Letzte Woche habe ich die bis jetzt beste Aufgabe bekommen: In einigen teilnehmenden Bäckereien in der Region findet nämlich Ende Oktober eine Verlosung statt ... wer sein Brot auf Baskisch kauft, nimmt daran teil, und zu gewinnen gibt es einen Monat lang Brot kostenlos. Dafür mussten die Schachteln, in die die Lose dann reinkommen sollen, gebastelt werden. Die Schachteln selber mussten nur noch zusammengesetzt werden, aber beklebt werden sollten sie oben mit dem Plakat von der Verlosung und seitlich mit dem Bild von den Loszetteln - nur dass auf den Loszetteln ein Feld ist, wo man Name und Adresse einträgt, und dort auf der Schachtel natürlich besser das Datum von der Verlosung stehen sollte. Zusätzlich haben Bakartxo und ich dann festgestellt, dass man das Plakat nicht so wie geplant auf die Schachtel kleben kann, weil man sie sonst nicht mehr aufmachen kann. Und die falsche Größe hatte beides sowieso.
Also hab ich mich daran gemacht, das ganze mit spanischsprachigem (!) Photoshop (ich kannte obendrein bis dahin nur Photopaint) entsprechend zu verändern (unter anderem musste ich die Schrift auf dem Plakat woandershin versetzen).
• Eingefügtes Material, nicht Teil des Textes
//! Resource manager contract and a concrete in-memory implementation.
//!
//! A [`ResourceManager`] stages content-addressed resources for loading
//! between frames: `handle()` is lock-free once a resource has been
//! promoted out of staging, `request_load`/`update` drive the actual load,
//! and `resource()` hands back a cheaply-cloned, immutable reference once
//! loaded. [`RawHandle`] turns the resource's descriptor bytes into a
//! stable content hash via `blake3`. The lock-free-after-promotion read
//! path uses `arc-swap::ArcSwap` for a "readers never block on a writer"
//! guarantee over a copy-on-write backing store.

use std::any::Any;
use std::collections::{HashMap, VecDeque};
use std::fmt;
use std::sync::{Arc, Mutex, RwLock};

use arc_swap::ArcSwap;
use tracing::{debug, warn};

use crate::error::ResourceError;

/// A content-addressed handle to a resource, derived from the bytes of the
/// descriptor that named it (e.g. a file path, an asset key).
#[derive(Clone, Copy, PartialEq, Eq, Hash)]
pub struct RawHandle([u8; 32]);

impl RawHandle {
    /// Derive a handle from a descriptor's raw bytes.
    pub fn from_descriptor_bytes(bytes: &[u8]) -> Self {
        Self(*blake3::hash(bytes).as_bytes())
    }

    /// Render the handle as a hex string, e.g. for diagnostics.
    pub fn to_hex(self) -> String {
        blake3::Hash::from_bytes(self.0).to_hex().to_string()
    }
}

impl fmt::Debug for RawHandle {
    fn fmt(&self, f: &mut fmt::Formatter<'_>) -> fmt::Result {
        write!(f, "RawHandle({}…)", &self.to_hex()[..8])
    }
}

/// Lifecycle state of a staged resource.
#[derive(Debug, Clone, Copy, PartialEq, Eq)]
pub enum ResourceState {
    /// `handle()` has created the entry but no load has been requested.
    New,
    /// `request_load` was called; the loader has not yet run (or is
    /// running) as of the last `update()`.
    Loading,
    /// The resource is promoted into the immutable store and may be read.
    Loaded,
    /// The load was attempted and failed; the handle stays valid but
    /// [`ResourceManager::resource`] must not be called on it.
    LoadFailed,
}

/// A lightweight description of the type of resource a manager owns,
/// analogous to [`crate::component::TypeInfo`] but for resources rather
/// than components.
#[derive(Debug, Clone)]
pub struct ResourceTypeInfo {
    /// Human-readable name, used to detect a resource-type collision when
    /// two managers are registered for the same kind of resource.
    pub name: String,
}

/// The resource manager contract. Implementors stage resources
/// keyed by [`RawHandle`] and promote them to an immutable store on
/// `update()`, which the core calls once per frame between process
/// execution windows.
pub trait ResourceManager: Send + Sync {
    /// The kind of resource this manager owns.
    fn managed_resource_type(&self) -> ResourceTypeInfo;

    /// Resolve (creating if necessary) the handle for `descriptor`. Lock-free
    /// when the resource already exists; takes a brief write lock only when
    /// adding a new staging entry.
    fn handle(&self, descriptor: &[u8]) -> RawHandle;

    /// Current lifecycle state of `handle`.
    fn state(&self, handle: RawHandle) -> ResourceState;

    /// Enqueue `handle` for loading at the next `update()`.
    fn request_load(&self, handle: RawHandle);

    /// The loaded resource, type-erased. Precondition: `state(handle) ==
    /// Loaded`.
    fn resource(&self, handle: RawHandle) -> Result<Arc<dyn Any + Send + Sync>, ResourceError>;

    /// Drain the staging queue: process pending load requests and promote
    /// successful loads into the immutable store. Called by the core
    /// between frames.
    fn update(&mut self);

    /// Destroy all resources. Called only during `EntityManager::destroy`.
    fn clear(&mut self);
}

enum StagingEntry {
    New,
    Loading,
    Loaded(usize),
    LoadFailed(String),
}

fn entry_state(entry: &StagingEntry) -> ResourceState {
    match entry {
        StagingEntry::New => ResourceState::New,
        StagingEntry::Loading => ResourceState::Loading,
        StagingEntry::Loaded(_) => ResourceState::Loaded,
        StagingEntry::LoadFailed(_) => ResourceState::LoadFailed,
    }
}

/// A function that turns a handle's descriptor bytes into a loaded
/// resource, or a human-readable failure reason.
pub type LoaderFn<R> = Box<dyn Fn(RawHandle) -> Result<R, String> + Send + Sync>;

/// A ready-to-use [`ResourceManager`] backed by an in-process loader
/// closure. Promoted resources live behind an [`ArcSwap`] so `resource()`
/// never blocks a writer; each `R` is individually heap-allocated via `Arc`
/// and, once promoted, never moves or is overwritten -- a published
/// resource's address is stable for its lifetime.
pub struct InMemoryResourceManager<R> {
    type_name: String,
    staging: RwLock<HashMap<RawHandle, StagingEntry>>,
    promoted: ArcSwap<Vec<Arc<R>>>,
    pending_loads: Mutex<VecDeque<RawHandle>>,
    loader: LoaderFn<R>,
}

impl<R: Send + Sync + 'static> InMemoryResourceManager<R> {
    /// Build a manager for resource kind `type_name`, loading resources with
    /// `loader`.
    pub fn new(type_name: impl Into<String>, loader: LoaderFn<R>) -> Self {
        Self {
            type_name: type_name.into(),
            staging: RwLock::new(HashMap::new()),
            promoted: ArcSwap::from_pointee(Vec::new()),
            pending_loads: Mutex::new(VecDeque::new()),
            loader,
        }
    }
}

impl<R: Send + Sync + 'static> ResourceManager for InMemoryResourceManager<R> {
    fn managed_resource_type(&self) -> ResourceTypeInfo {
        ResourceTypeInfo {
            name: self.type_name.clone(),
        }
    }

    fn handle(&self, descriptor: &[u8]) -> RawHandle {
        let handle = RawHandle::from_descriptor_bytes(descriptor);
        // Lock-free fast path: the entry already exists.
        if self.staging.read().unwrap().contains_key(&handle) {
            return handle;
        }
        let mut staging = self.staging.write().unwrap();
        staging.entry(handle).or_insert(StagingEntry::New);
        handle
    }

    fn state(&self, handle: RawHandle) -> ResourceState {
        self.staging
            .read()
            .unwrap()
            .get(&handle)
            .map(entry_state)
            .unwrap_or(ResourceState::New)
    }

    fn request_load(&self, handle: RawHandle) {
        {
            let mut staging = self.staging.write().unwrap();
            let entry = staging.entry(handle).or_insert(StagingEntry::New);
            *entry = StagingEntry::Loading;
        }
        self.pending_loads.lock().unwrap().push_back(handle);
    }

    fn resource(&self, handle: RawHandle) -> Result<Arc<dyn Any + Send + Sync>, ResourceError> {
        let state = self.state(handle);
        if state != ResourceState::Loaded {
            return Err(ResourceError::NotLoaded { state });
        }
        let index = match self.staging.read().unwrap().get(&handle) {
            Some(StagingEntry::Loaded(index)) => *index,
            _ => return Err(ResourceError::NotLoaded { state }),
        };
        let promoted = self.promoted.load();
        Ok(Arc::clone(&promoted[index]) as Arc<dyn Any + Send + Sync>)
    }

    fn update(&mut self) {
        let pending: Vec<RawHandle> = {
            let mut queue = self.pending_loads.lock().unwrap();
            queue.drain(..).collect()
        };
        if pending.is_empty() {
            return;
        }
        for handle in pending {
            match (self.loader)(handle) {
                Ok(resource) => {
                    let mut next: Vec<Arc<R>> = (**self.promoted.load()).clone();
                    next.push(Arc::new(resource));
                    let index = next.len() - 1;
                    self.promoted.store(Arc::new(next));
                    self.staging
                        .write()
                        .unwrap()
                        .insert(handle, StagingEntry::Loaded(index));
                    debug!(resource_type = %self.type_name, handle = %handle.to_hex(), "resource loaded");
                }
                Err(details) => {
                    warn!(resource_type = %self.type_name, handle = %handle.to_hex(), %details, "resource load failed");
                    self.staging
                        .write()
                        .unwrap()
                        .insert(handle, StagingEntry::LoadFailed(details));
                }
            }
        }
    }

    fn clear(&mut self) {
        self.staging.write().unwrap().clear();
        self.promoted.store(Arc::new(Vec::new()));
        self.pending_loads.lock().unwrap().clear();
    }
}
Zu meinem Glück sind sich Photoshop und Photopaint aber sehr ähnlich und außer wie man ein Element vergößert oder verkleinert habe ich tatsächlich alles gefunden.
Dann musste das alles noch an die anderen Zuständigen in der Region geschickt werden, ob sie das so gut finden, und als am nächsten Tag dann feststand, dass sie es gut finden (nachdem Bakartxo ihnen erst noch hinterhertelefonieren musste), konnte ich mich an die restliche Arbeit machen - Schachteln zusammensetzen, oben Schlitz rein für die Zettel und bekleben.

Der Turmbau zu Babel (später hab ich noch die
Loszettel obendrauf gestapelt)
Ane: "Darf ich ihn umschmeißen?"
Axun: "Nicht solange hier Kaffe rumsteht!"

Und später, als eine der Lehrerinnen von AEK reingeguckt und den Turm bewundert hat, Kommentar von Axun: "Sie ist Deutsche, die haben Erfahrung im Mauern bauen." :D

Das fertige Werk 1

Das fertige Werk 2
Am Mittwoch hab ich dann wieder Werbung nach Sprachen sortiert und am Donnerstag und Freitag Plakate für das Bierfest nächste Woche gemalt, auf denen Sprüche und Dialoge im hiesigen Dialekt stehen.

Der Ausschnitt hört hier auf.